Only one/3 of companies have 24/7 safety protection, survey finds – Cyber Tech

Almost two-thirds of organizations lack 24/7 cybersecurity protection all year long as a result of staffing shortages, a Development Micro report printed Thursday revealed.

The issue seems to be only one symptom of underlying points that leaves safety departments under-resourced and drives reactive, fairly than proactive, cybersecurity spending.

“What we’re discovering is that an alarming proportion of organizations worldwide undergo from a critical disconnect between enterprise management and IT/safety management. Many boardrooms lack both the technical information or information clearly correlating cyber danger to enterprise danger,” a Development Micro spokesperson instructed SC Media.

The Development Micro examine was carried out by Sapio Analysis and included interviews with 2,600 IT leaders across the globe. Almost half of respondents – 48% – stated leaders of their group don’t think about cybersecurity to be their duty.

The examine additionally revealed disjointed solutions to the query of who ought to in the end maintain duty for cyber-related enterprise dangers, with solely 42% saying the buck ought to cease with the CEO.

Thirty-four % put the onus on the CIO, 26% on the CISO, 20% on the CFO, 16% on the COO and 14% on the CMO, with a number of selections allowed per response. Moreover, 31% stated IT groups ought to in the end be answerable for managing cybersecurity dangers.

“A scarcity of clear management on cybersecurity can have a paralyzing impact on a corporation – resulting in reactive, piecemeal and erratic choice making,” Development Micro Technical Director Bharat Mistry stated in an announcement. “Corporations want CISOs to obviously talk when it comes to enterprise danger to interact their boards.”

Enterprise battle to handle rising assault floor

Development Micro stated the outcomes of its examine are a troubling signal as cyber threats solely proceed to develop, with assault surfaces continuously increasing as organizations undertake new applied sciences and total assault volumes rising. The corporate stated it blocked 161 billion cyber threats in 2023, which is a ten% enhance from 2022.

Moreover, the Identification Theft Useful resource Middle’s 2023 Knowledge Breach Report discovered that the variety of publicly reported information breaches in america reached an all-time excessive final yr, at greater than 3,200 compromises affecting greater than 353 million folks.

Almost all the IT leaders interviewed for the Development Micro examine (96%) stated they have been involved about their assault floor, and greater than a 3rd (36%) stated they have been apprehensive they lacked a way to find, assess and mitigate high-risk areas. Moreover, 19% stated they aren’t capable of work from a single supply of reality (SSOT), which may happen when a corporation’s cyber toolkit turns into “bloated” with siloed level options.
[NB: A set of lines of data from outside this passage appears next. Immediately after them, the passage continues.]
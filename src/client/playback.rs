//! Ordered reply audio playback
//!
//! Chunks play strictly in arrival order, one at a time; chunk N+1 only
//! starts after chunk N finished or failed. A failed chunk is logged and
//! skipped, never replayed. Reset stops the current chunk and drops
//! everything still queued.

use std::io::Cursor;
use std::sync::atomic::{AtomicBool, AtomicU64, Ordering};
use std::sync::{Arc, Mutex, mpsc};
use std::thread::JoinHandle;

use cpal::traits::{DeviceTrait, HostTrait, StreamTrait};
use cpal::{SampleRate, StreamConfig};

use crate::{Error, Result};

/// Something that can play decoded samples to completion
///
/// `play` blocks until the chunk finished naturally, failed, or `cancel`
/// was raised.
pub trait AudioSink: Send {
    /// Play one decoded chunk
    ///
    /// # Errors
    ///
    /// Returns an error if the chunk cannot be played
    fn play(&mut self, samples: &[f32], sample_rate: u32, cancel: &AtomicBool) -> Result<()>;
}

/// Sequential playback queue over any [`AudioSink`]
pub struct PlaybackQueue {
    tx: Option<mpsc::Sender<(u64, Vec<u8>)>>,
    generation: Arc<AtomicU64>,
    cancel: Arc<AtomicBool>,
    worker: Option<JoinHandle<()>>,
}

impl PlaybackQueue {
    /// Spawn the playback worker over the given sink
    #[must_use]
    pub fn new(mut sink: Box<dyn AudioSink>) -> Self {
        let (tx, rx) = mpsc::channel::<(u64, Vec<u8>)>();
        let generation = Arc::new(AtomicU64::new(0));
        let cancel = Arc::new(AtomicBool::new(false));

        let generation_worker = Arc::clone(&generation);
        let cancel_worker = Arc::clone(&cancel);
        let worker = std::thread::spawn(move || {
            while let Ok((queued_gen, chunk)) = rx.recv() {
                // chunks enqueued before the last reset are dropped unplayed
                if queued_gen < generation_worker.load(Ordering::SeqCst) {
                    tracing::debug!(bytes = chunk.len(), "dropping chunk from reset queue");
                    continue;
                }
                cancel_worker.store(false, Ordering::SeqCst);

                let (samples, sample_rate) = match decode_chunk(&chunk) {
                    Ok(decoded) => decoded,
                    Err(e) => {
                        tracing::warn!(error = %e, bytes = chunk.len(), "chunk decode failed, skipping");
                        continue;
                    }
                };

                if let Err(e) = sink.play(&samples, sample_rate, &cancel_worker) {
                    tracing::warn!(error = %e, "chunk playback failed, skipping");
                }
            }
        });

        Self {
            tx: Some(tx),
            generation,
            cancel,
            worker: Some(worker),
        }
    }

    /// Queue one audio chunk behind everything already queued
    pub fn enqueue(&self, chunk: Vec<u8>) {
        let generation = self.generation.load(Ordering::SeqCst);
        if let Some(tx) = &self.tx
            && tx.send((generation, chunk)).is_err()
        {
            tracing::warn!("playback worker gone, chunk dropped");
        }
    }

    /// Stop the current chunk and drop all queued chunks
    pub fn reset(&self) {
        self.generation.fetch_add(1, Ordering::SeqCst);
        self.cancel.store(true, Ordering::SeqCst);
        tracing::debug!("playback queue reset");
    }

    /// Wait for all queued chunks to finish and stop the worker
    pub fn shutdown(mut self) {
        self.tx.take();
        if let Some(worker) = self.worker.take() {
            let _ = worker.join();
        }
    }
}

impl Drop for PlaybackQueue {
    fn drop(&mut self) {
        self.tx.take();
        self.cancel.store(true, Ordering::SeqCst);
        if let Some(worker) = self.worker.take() {
            let _ = worker.join();
        }
    }
}

/// Decode one self-describing audio chunk to mono f32 samples
///
/// WAV and MP3 are recognized from the container header.
///
/// # Errors
///
/// Returns an error for unrecognized or corrupt containers
pub fn decode_chunk(bytes: &[u8]) -> Result<(Vec<f32>, u32)> {
    if bytes.starts_with(b"RIFF") {
        return decode_wav(bytes);
    }
    decode_mp3(bytes)
}

fn decode_wav(bytes: &[u8]) -> Result<(Vec<f32>, u32)> {
    let mut reader = hound::WavReader::new(Cursor::new(bytes))
        .map_err(|e| Error::Audio(format!("WAV decode error: {e}")))?;
    let spec = reader.spec();

    let samples: Vec<f32> = match spec.sample_format {
        hound::SampleFormat::Float => reader
            .samples::<f32>()
            .collect::<std::result::Result<_, _>>()
            .map_err(|e| Error::Audio(format!("WAV decode error: {e}")))?,
        hound::SampleFormat::Int => reader
            .samples::<i16>()
            .map(|s| s.map(|v| f32::from(v) / 32768.0))
            .collect::<std::result::Result<_, _>>()
            .map_err(|e| Error::Audio(format!("WAV decode error: {e}")))?,
    };

    let samples = downmix(&samples, spec.channels as usize);
    Ok((samples, spec.sample_rate))
}

fn decode_mp3(bytes: &[u8]) -> Result<(Vec<f32>, u32)> {
    let mut decoder = minimp3::Decoder::new(Cursor::new(bytes));
    let mut samples = Vec::new();
    let mut sample_rate = 0u32;

    loop {
        match decoder.next_frame() {
            Ok(frame) => {
                #[allow(clippy::cast_sign_loss)]
                {
                    sample_rate = frame.sample_rate as u32;
                }
                let mono: Vec<f32> = frame
                    .data
                    .chunks(frame.channels.max(1))
                    .map(|chunk| {
                        chunk.iter().map(|&s| f32::from(s) / 32768.0).sum::<f32>()
                            / chunk.len() as f32
                    })
                    .collect();
                samples.extend(mono);
            }
            Err(minimp3::Error::Eof) => break,
            Err(e) => return Err(Error::Audio(format!("MP3 decode error: {e}"))),
        }
    }

    if samples.is_empty() {
        return Err(Error::Audio("unrecognized audio container".to_string()));
    }
    Ok((samples, sample_rate))
}

fn downmix(samples: &[f32], channels: usize) -> Vec<f32> {
    if channels <= 1 {
        return samples.to_vec();
    }
    samples
        .chunks(channels)
        .map(|frame| frame.iter().sum::<f32>() / frame.len() as f32)
        .collect()
}

/// Plays to the default output device
pub struct CpalSink;

impl AudioSink for CpalSink {
    fn play(&mut self, samples: &[f32], sample_rate: u32, cancel: &AtomicBool) -> Result<()> {
        if samples.is_empty() {
            return Ok(());
        }

        let host = cpal::default_host();
        let device = host
            .default_output_device()
            .ok_or_else(|| Error::Audio("no output device available".to_string()))?;

        let supported = device
            .supported_output_configs()
            .map_err(|e| Error::Audio(e.to_string()))?
            .find(|c| {
                c.min_sample_rate() <= SampleRate(sample_rate)
                    && c.max_sample_rate() >= SampleRate(sample_rate)
            })
            .ok_or_else(|| Error::Audio("no suitable output config found".to_string()))?;

        let config: StreamConfig = supported.with_sample_rate(SampleRate(sample_rate)).config();
        let channels = config.channels as usize;

        let source = Arc::new(Mutex::new((samples.to_vec(), 0usize)));
        let finished = Arc::new(AtomicBool::new(false));
        let source_cb = Arc::clone(&source);
        let finished_cb = Arc::clone(&finished);

        let stream = device
            .build_output_stream(
                &config,
                move |data: &mut [f32], _: &cpal::OutputCallbackInfo| {
                    let mut guard = source_cb.lock().unwrap();
                    let (samples, pos) = &mut *guard;
                    for frame in data.chunks_mut(channels) {
                        let sample = if *pos < samples.len() {
                            let s = samples[*pos];
                            *pos += 1;
                            s
                        } else {
                            finished_cb.store(true, Ordering::SeqCst);
                            0.0
                        };
                        for out in frame.iter_mut() {
                            *out = sample;
                        }
                    }
                },
                |err| {
                    tracing::error!(error = %err, "audio playback error");
                },
                None,
            )
            .map_err(|e| Error::Audio(e.to_string()))?;

        stream.play().map_err(|e| Error::Audio(e.to_string()))?;

        let duration_ms = (samples.len() as u64 * 1000) / u64::from(sample_rate.max(1));
        let deadline = std::time::Instant::now()
            + std::time::Duration::from_millis(duration_ms + 500);

        while !finished.load(Ordering::SeqCst) && !cancel.load(Ordering::SeqCst) {
            if std::time::Instant::now() > deadline {
                break;
            }
            std::thread::sleep(std::time::Duration::from_millis(50));
        }

        drop(stream);
        tracing::debug!(samples = samples.len(), "chunk playback done");
        Ok(())
    }
}
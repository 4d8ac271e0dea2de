//! Shared test doubles: scripted adapters and a server harness
//!
//! No audio hardware and no external providers; everything the pipeline
//! talks to is scripted here.

#![allow(dead_code)]

use std::net::SocketAddr;
use std::sync::Arc;
use std::sync::atomic::{AtomicUsize, Ordering};
use std::time::Duration;

use async_trait::async_trait;
use tokio::sync::mpsc;

use parley_gateway::adapters::{
    Adapters, ReplyGenerator, SpeechToText, TextToSpeech, UtteranceStream,
};
use parley_gateway::api::ApiState;
use parley_gateway::config::TimeoutConfig;
use parley_gateway::{Error, Result};

/// Scripted STT: each `feed` call pops the next batch of partials; the
/// final transcript is fixed up front.
pub struct StubStt {
    pub partials: Vec<Vec<String>>,
    pub final_text: String,
    pub finish_delay: Duration,
    pub finishes: Arc<AtomicUsize>,
}

impl StubStt {
    pub fn new(partials: Vec<Vec<&str>>, final_text: &str) -> Self {
        Self {
            partials: partials
                .into_iter()
                .map(|batch| batch.into_iter().map(String::from).collect())
                .collect(),
            final_text: final_text.to_string(),
            finish_delay: Duration::ZERO,
            finishes: Arc::new(AtomicUsize::new(0)),
        }
    }

    pub fn with_finish_delay(mut self, delay: Duration) -> Self {
        self.finish_delay = delay;
        self
    }
}

#[async_trait]
impl SpeechToText for StubStt {
    async fn start_utterance(&self) -> Result<Box<dyn UtteranceStream>> {
        Ok(Box::new(StubUtterance {
            partials: self.partials.clone(),
            next: 0,
            final_text: self.final_text.clone(),
            finish_delay: self.finish_delay,
            finishes: Arc::clone(&self.finishes),
        }))
    }
}

struct StubUtterance {
    partials: Vec<Vec<String>>,
    next: usize,
    final_text: String,
    finish_delay: Duration,
    finishes: Arc<AtomicUsize>,
}

#[async_trait]
impl UtteranceStream for StubUtterance {
    async fn feed(&mut self, _audio: &[u8]) -> Result<Vec<String>> {
        let batch = self.partials.get(self.next).cloned().unwrap_or_default();
        self.next += 1;
        Ok(batch)
    }

    async fn finish(self: Box<Self>) -> Result<String> {
        if !self.finish_delay.is_zero() {
            tokio::time::sleep(self.finish_delay).await;
        }
        self.finishes.fetch_add(1, Ordering::SeqCst);
        Ok(self.final_text)
    }
}

/// Scripted reply generator with a call counter
pub struct StubReply {
    pub reply: String,
    pub delay: Duration,
    pub calls: Arc<AtomicUsize>,
}

impl StubReply {
    pub fn new(reply: &str) -> Self {
        Self {
            reply: reply.to_string(),
            delay: Duration::ZERO,
            calls: Arc::new(AtomicUsize::new(0)),
        }
    }

    pub fn with_delay(mut self, delay: Duration) -> Self {
        self.delay = delay;
        self
    }
}

#[async_trait]
impl ReplyGenerator for StubReply {
    async fn generate(&self, _text: &str) -> Result<String> {
        self.calls.fetch_add(1, Ordering::SeqCst);
        if !self.delay.is_zero() {
            tokio::time::sleep(self.delay).await;
        }
        Ok(self.reply.clone())
    }
}

/// Reply generator that always fails
pub struct FailingReply;

#[async_trait]
impl ReplyGenerator for FailingReply {
    async fn generate(&self, _text: &str) -> Result<String> {
        Err(Error::Reply("upstream exploded".to_string()))
    }
}

/// Scripted TTS returning fixed chunks
pub struct StubTts {
    pub chunks: Vec<Vec<u8>>,
}

impl StubTts {
    pub fn new(chunks: Vec<Vec<u8>>) -> Self {
        Self { chunks }
    }

    /// One blob of `n` bytes
    pub fn blob(n: usize) -> Self {
        Self::new(vec![vec![0xAB; n]])
    }
}

#[async_trait]
impl TextToSpeech for StubTts {
    async fn synthesize(&self, _text: &str) -> Result<Vec<Vec<u8>>> {
        Ok(self.chunks.clone())
    }
}

/// Bundle stubs into an adapter set
pub fn stub_adapters(
    stt: impl SpeechToText + 'static,
    reply: impl ReplyGenerator + 'static,
    tts: impl TextToSpeech + 'static,
) -> Adapters {
    Adapters {
        stt: Arc::new(stt),
        reply: Arc::new(reply),
        tts: Arc::new(tts),
    }
}

/// API state around stub adapters
pub fn test_state(adapters: Adapters, auth_token: Option<&str>) -> ApiState {
    ApiState {
        adapters,
        timeouts: TimeoutConfig::default(),
        auth_token: auth_token.map(String::from),
        stt_provider: "stub".to_string(),
        tts_provider: "stub".to_string(),
        reply_configured: true,
        started_at: chrono::Utc::now(),
    }
}

/// Serve the full router on an ephemeral port
pub async fn spawn_server(state: ApiState) -> (SocketAddr, tokio::task::JoinHandle<()>) {
    let listener = tokio::net::TcpListener::bind("127.0.0.1:0")
        .await
        .expect("bind test listener");
    let addr = listener.local_addr().expect("local addr");
    let app = parley_gateway::api::router(Arc::new(state));
    let handle = tokio::spawn(async move {
        let _ = axum::serve(listener, app).await;
    });
    (addr, handle)
}

/// Drain a session outbound channel into a vec
pub async fn collect_outbound(
    rx: &mut mpsc::Receiver<parley_gateway::session::Outbound>,
) -> Vec<parley_gateway::session::Outbound> {
    let mut out = Vec::new();
    while let Some(item) = rx.recv().await {
        out.push(item);
    }
    out
}
//! Speech-to-text adapters

use async_trait::async_trait;

use super::{INPUT_SAMPLE_RATE, SpeechToText, UtteranceStream};
use crate::{Error, Result};

/// STT provider backend
#[derive(Clone, Copy, Debug)]
enum SttProvider {
    Whisper,
    Deepgram,
}

/// Batch HTTP transcription adapter
///
/// Buffers the utterance and transcribes once on `finish`; emits no
/// partial transcripts. Streaming providers plug in behind the same
/// [`SpeechToText`] trait.
#[derive(Clone)]
pub struct HttpSpeechToText {
    client: reqwest::Client,
    api_key: String,
    model: String,
    provider: SttProvider,
}

impl HttpSpeechToText {
    /// Create an STT adapter backed by OpenAI Whisper
    ///
    /// # Errors
    ///
    /// Returns an error if the API key is missing
    pub fn new_whisper(api_key: String, model: String) -> Result<Self> {
        Self::new(api_key, model, SttProvider::Whisper, "OpenAI")
    }

    /// Create an STT adapter backed by Deepgram
    ///
    /// # Errors
    ///
    /// Returns an error if the API key is missing
    pub fn new_deepgram(api_key: String, model: String) -> Result<Self> {
        Self::new(api_key, model, SttProvider::Deepgram, "Deepgram")
    }

    fn new(api_key: String, model: String, provider: SttProvider, name: &str) -> Result<Self> {
        if api_key.is_empty() {
            return Err(Error::Config(format!("{name} API key required for STT")));
        }
        Ok(Self {
            client: reqwest::Client::new(),
            api_key,
            model,
            provider,
        })
    }

    /// Transcribe one finished utterance of WAV audio
    async fn transcribe(&self, wav: Vec<u8>) -> Result<String> {
        tracing::debug!(
            audio_bytes = wav.len(),
            provider = ?self.provider,
            "starting transcription"
        );

        let request = match self.provider {
            SttProvider::Whisper => {
                let form = reqwest::multipart::Form::new()
                    .part(
                        "file",
                        reqwest::multipart::Part::bytes(wav)
                            .file_name("audio.wav")
                            .mime_str("audio/wav")
                            .map_err(|e| Error::Stt(e.to_string()))?,
                    )
                    .text("model", self.model.clone());
                self.client
                    .post("https://api.openai.com/v1/audio/transcriptions")
                    .header("Authorization", format!("Bearer {}", self.api_key))
                    .multipart(form)
            }
            SttProvider::Deepgram => self
                .client
                .post(format!(
                    "https://api.deepgram.com/v1/listen?model={}&punctuate=true",
                    self.model
                ))
                .header("Authorization", format!("Token {}", self.api_key))
                .header("Content-Type", "audio/wav")
                .body(wav),
        };

        let response = request.send().await?;
        let status = response.status();
        if !status.is_success() {
            let body = response.text().await.unwrap_or_default();
            tracing::error!(status = %status, body = %body, provider = ?self.provider, "STT API error");
            return Err(Error::Stt(format!("STT error {status}: {body}")));
        }

        let body: serde_json::Value = response.json().await?;
        let transcript = extract_transcript(self.provider, &body)
            .ok_or_else(|| Error::Stt("malformed transcription response".to_string()))?;

        tracing::info!(transcript = %transcript, "transcription complete");
        Ok(transcript)
    }
}

/// Pull the transcript text out of a provider response body
fn extract_transcript(provider: SttProvider, body: &serde_json::Value) -> Option<String> {
    let text = match provider {
        SttProvider::Whisper => body.get("text")?.as_str()?,
        SttProvider::Deepgram => body
            .pointer("/results/channels/0/alternatives/0/transcript")?
            .as_str()?,
    };
    Some(text.trim().to_string())
}

#[async_trait]
impl SpeechToText for HttpSpeechToText {
    async fn start_utterance(&self) -> Result<Box<dyn UtteranceStream>> {
        Ok(Box::new(BatchUtterance {
            stt: self.clone(),
            buffer: Vec::new(),
        }))
    }
}

/// One buffered utterance against a batch HTTP provider
struct BatchUtterance {
    stt: HttpSpeechToText,
    buffer: Vec<u8>,
}

#[async_trait]
impl UtteranceStream for BatchUtterance {
    async fn feed(&mut self, audio: &[u8]) -> Result<Vec<String>> {
        self.buffer.extend_from_slice(audio);
        Ok(Vec::new())
    }

    async fn finish(self: Box<Self>) -> Result<String> {
        if self.buffer.is_empty() {
            return Ok(String::new());
        }

        // Raw PCM frames need a WAV header before they hit the API; a
        // client that already sent a container is passed through as-is.
        let wav = if self.buffer.starts_with(b"RIFF") {
            self.buffer
        } else {
            pcm16_to_wav(&self.buffer, INPUT_SAMPLE_RATE)?
        };

        self.stt.transcribe(wav).await
    }
}

/// Wrap little-endian PCM16 mono bytes in a WAV container
///
/// # Errors
///
/// Returns an error if WAV encoding fails
pub fn pcm16_to_wav(pcm: &[u8], sample_rate: u32) -> Result<Vec<u8>> {
    let spec = hound::WavSpec {
        channels: 1,
        sample_rate,
        bits_per_sample: 16,
        sample_format: hound::SampleFormat::Int,
    };

    let mut cursor = std::io::Cursor::new(Vec::new());
    {
        let mut writer = hound::WavWriter::new(&mut cursor, spec)
            .map_err(|e| Error::Audio(e.to_string()))?;

        for sample in pcm.chunks_exact(2) {
            writer
                .write_sample(i16::from_le_bytes([sample[0], sample[1]]))
                .map_err(|e| Error::Audio(e.to_string()))?;
        }

        writer.finalize().map_err(|e| Error::Audio(e.to_string()))?;
    }

    Ok(cursor.into_inner())
}
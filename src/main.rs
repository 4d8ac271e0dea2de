use std::process::ExitCode;
use std::time::Duration;

use clap::{Parser, Subcommand};
use tokio::io::AsyncBufReadExt;
use tracing_subscriber::EnvFilter;

use parley_gateway::adapters::{Adapters, ReplyGenerator as _, TextToSpeech as _};
use parley_gateway::api::ApiServer;
use parley_gateway::client::{
    AudioCapture, BackoffPolicy, CpalSink, PlaybackQueue, TokenSource, Transport, TransportEvent,
};
use parley_gateway::protocol::ServerEvent;
use parley_gateway::{Config, Error};

/// Parley - real-time voice conversation gateway
#[derive(Parser)]
#[command(name = "parley", version, about)]
struct Cli {
    /// Port to listen on (serve mode)
    #[arg(long, env = "PARLEY_PORT")]
    port: Option<u16>,

    /// Increase verbosity (-v, -vv, -vvv)
    #[arg(short, long, action = clap::ArgAction::Count)]
    verbose: u8,

    #[command(subcommand)]
    command: Option<Command>,
}

#[derive(Subcommand)]
enum Command {
    /// Run the gateway server (default)
    Serve,
    /// Talk to a running gateway from this machine's microphone
    Talk,
    /// Send one text message through the reply generator
    Chat {
        /// Text to send
        text: String,
    },
    /// Synthesize text and play it locally
    Say {
        /// Text to speak
        #[arg(default_value = "Hello! This is a test of the text to speech system.")]
        text: String,
    },
    /// Test microphone input
    TestMic {
        /// Duration in seconds
        #[arg(short, long, default_value = "5")]
        duration: u64,
    },
    /// Test speaker output
    TestSpeaker,
}

#[tokio::main]
async fn main() -> ExitCode {
    let cli = Cli::parse();

    let filter = match cli.verbose {
        0 => "info,parley_gateway=info",
        1 => "info,parley_gateway=debug",
        2 => "debug",
        _ => "trace",
    };

    tracing_subscriber::fmt()
        .with_env_filter(EnvFilter::new(filter))
        .init();

    match run(cli).await {
        Ok(()) => ExitCode::SUCCESS,
        Err(e) => {
            tracing::error!("fatal: {e}");
            ExitCode::FAILURE
        }
    }
}

async fn run(cli: Cli) -> anyhow::Result<()> {
    let mut config = Config::load()?;
    if let Some(port) = cli.port {
        config.server.port = port;
    }

    match cli.command.unwrap_or(Command::Serve) {
        Command::Serve => serve(config).await,
        Command::Talk => talk(config).await,
        Command::Chat { text } => chat(&config, &text).await,
        Command::Say { text } => say(&config, &text).await,
        Command::TestMic { duration } => test_mic(duration).await,
        Command::TestSpeaker => test_speaker(),
    }
}

/// Run the gateway server
async fn serve(config: Config) -> anyhow::Result<()> {
    tracing::info!(
        port = config.server.port,
        stt = %config.stt.provider,
        tts = %config.tts.provider,
        reply_configured = config.reply.chat_url.is_some(),
        "starting parley gateway"
    );

    let adapters = Adapters::from_config(&config)?;
    ApiServer::new(&config, adapters).run().await?;
    Ok(())
}

/// Interactive voice loop against a running gateway
async fn talk(config: Config) -> anyhow::Result<()> {
    let token_source = match (&config.client.token, &config.client.token_url) {
        (Some(token), _) => TokenSource::Static(token.clone()),
        (None, Some(url)) => TokenSource::Discovery {
            url: url.clone(),
            cached: None,
        },
        (None, None) => TokenSource::None,
    };

    let (transport, _status, mut events) = Transport::new(
        config.client.server_url.clone(),
        token_source,
        BackoffPolicy::default(),
    );
    transport.connect().await?;
    println!("Connected to {}", config.client.server_url);

    // Events and reply audio arrive in order; the queue plays chunks
    // back-to-back without overlap.
    let queue = PlaybackQueue::new(Box::new(CpalSink));
    let printer = tokio::spawn(async move {
        while let Some(event) = events.recv().await {
            match event {
                TransportEvent::Event(ServerEvent::Partial { text }) => {
                    // presentation only: latest partial replaces the line
                    print!("\r… {text}          ");
                    use std::io::Write;
                    let _ = std::io::stdout().flush();
                }
                TransportEvent::Event(ServerEvent::Transcript { text }) => {
                    println!("\ryou: {text}");
                }
                TransportEvent::Event(ServerEvent::ReplyDelta { text }) => {
                    print!("{text}");
                    use std::io::Write;
                    let _ = std::io::stdout().flush();
                }
                TransportEvent::Event(ServerEvent::Reply { text }) => {
                    println!("bot: {text}");
                }
                TransportEvent::Event(ServerEvent::NoReply { reason }) => {
                    println!("(no reply: {reason:?})");
                }
                TransportEvent::Event(ServerEvent::Error { code, message }) => {
                    eprintln!("error [{code}]: {message}");
                }
                TransportEvent::Event(ServerEvent::Debug { message }) => {
                    tracing::debug!(message = %message, "server debug");
                }
                TransportEvent::Audio(chunk) => queue.enqueue(chunk),
            }
        }
    });

    let mut capture = AudioCapture::new()?;
    let mut lines = tokio::io::BufReader::new(tokio::io::stdin()).lines();

    println!("Press Enter to start talking, Enter again to stop, Ctrl-D to quit.");
    loop {
        if lines.next_line().await?.is_none() {
            break;
        }

        // a dropped connection reconnects here, on user action, never
        // mid-capture
        if !transport.is_connected() {
            transport.connect().await?;
        }

        capture.start()?;
        transport.set_capturing(true);
        println!("listening… press Enter to stop");

        let mut ticker = tokio::time::interval(Duration::from_millis(160));
        let stopped = loop {
            tokio::select! {
                _ = ticker.tick() => {
                    let frame = capture.take_frame_pcm()?;
                    if !frame.is_empty() {
                        transport.send_audio(frame).await?;
                    }
                }
                line = lines.next_line() => break line?.is_none(),
            }
        };

        capture.stop();
        transport.set_capturing(false);

        let frame = capture.take_frame_pcm()?;
        if !frame.is_empty() {
            transport.send_audio(frame).await?;
        }
        transport.send_stop().await?;

        if stopped {
            break;
        }
    }

    transport.close().await;
    printer.abort();
    Ok(())
}

/// One text round trip through the reply generator
async fn chat(config: &Config, text: &str) -> anyhow::Result<()> {
    let adapters = Adapters::from_config(config)?;
    match adapters.reply.generate(text).await {
        Ok(reply) if reply.is_empty() => println!("(empty reply)"),
        Ok(reply) => println!("{reply}"),
        Err(Error::NotConfigured(what)) => {
            anyhow::bail!("no {what} configured; set PARLEY_CHAT_URL")
        }
        Err(e) => return Err(e.into()),
    }
    Ok(())
}

/// Synthesize text and play it on the local speakers
async fn say(config: &Config, text: &str) -> anyhow::Result<()> {
    println!("Synthesizing: \"{text}\"");

    let adapters = Adapters::from_config(config)?;
    let chunks = adapters.tts.synthesize(text).await?;
    let total: usize = chunks.iter().map(Vec::len).sum();
    println!("Got {total} bytes of audio");

    let queue = PlaybackQueue::new(Box::new(CpalSink));
    for chunk in chunks {
        queue.enqueue(chunk);
    }
    queue.shutdown();

    println!("Done");
    Ok(())
}

/// Test microphone input with a level meter
async fn test_mic(duration: u64) -> anyhow::Result<()> {
    println!("Testing microphone for {duration} seconds...");
    println!("Speak into your microphone!\n");

    let mut capture = AudioCapture::new()?;
    capture.start()?;

    for i in 0..duration {
        tokio::time::sleep(Duration::from_secs(1)).await;

        // drain the last second of audio and meter it
        let samples = capture.take_buffer();
        let energy = rms(&samples);
        let peak = samples.iter().map(|s| s.abs()).fold(0.0f32, f32::max);

        #[allow(clippy::cast_possible_truncation, clippy::cast_sign_loss)]
        let meter_len = (energy * 100.0).min(50.0) as usize;
        let meter: String = "█".repeat(meter_len) + &" ".repeat(50 - meter_len);

        println!("[{:2}s] RMS: {energy:.4} | Peak: {peak:.4} | [{meter}]", i + 1);
    }

    capture.stop();
    println!("\nIf you saw movement in the meter, your mic is working.");
    Ok(())
}

#[allow(clippy::cast_precision_loss)]
fn rms(samples: &[f32]) -> f32 {
    if samples.is_empty() {
        return 0.0;
    }
    let sum_squares: f32 = samples.iter().map(|s| s * s).sum();
    (sum_squares / samples.len() as f32).sqrt()
}

/// Test speaker output with a sine wave
fn test_speaker() -> anyhow::Result<()> {
    println!("Testing speaker output...");
    println!("You should hear a 440Hz tone for 2 seconds\n");

    let sample_rate = 24_000u32;
    let frequency = 440.0_f32;
    #[allow(clippy::cast_precision_loss)]
    let samples: Vec<f32> = (0..sample_rate * 2)
        .map(|i| {
            let t = i as f32 / sample_rate as f32;
            (2.0 * std::f32::consts::PI * frequency * t).sin() * 0.3
        })
        .collect();

    let mut sink = CpalSink;
    use parley_gateway::client::AudioSink;
    sink.play(
        &samples,
        sample_rate,
        &std::sync::atomic::AtomicBool::new(false),
    )?;

    println!("If you heard the tone, your speakers are working.");
    Ok(())
}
Greater than half of respondents – 54% – stated their group’s perspective towards cyber danger was inconsistent from month to month and solely 17% strongly felt that their group’s management noticed cybersecurity as their duty.

Gaps in cybersecurity assets and technique have been indicated by different troubling statistics: solely 34% of respondents stated their organizations deliberate to observe regulatory and different frameworks akin to NIST’s Cybersecurity Framework, and simply 35% stated they’d adequate assault floor administration strategies to measure the danger of their assault floor.

“We have now carried out a number of surveys like this over the previous few years. Whereas they aren’t every an identical in content material, they do reveal vital developments. Whereas this phenomenon just isn’t quickly worsening, the numbers stay fairly daunting. We beforehand discovered that over 40% of IT leaders consider their group’s assault floor is ‘spiraling uncontrolled,’” a Development Micro spokesperson instructed SC Media.

The report famous that authorities laws, akin to america’ Safety and Alternate Fee (SEC) guidelines and the European Union’s NIS2 directive, could show essential to preserve companies and their leaders accountable for managing cybersecurity danger.

Moreover, Development Micro instructed SC Media that rising applied sciences like AI can help in mitigating challenges like staffing shortages, “whether or not it’s streamlining tedious and repetitive safety duties or utilizing machine studying to collect higher menace intelligence.”

“That being stated, organizations that don’t have a security-first tradition will be unable to benefit from these instruments, and dangers will stay elevated,” the spokesperson added.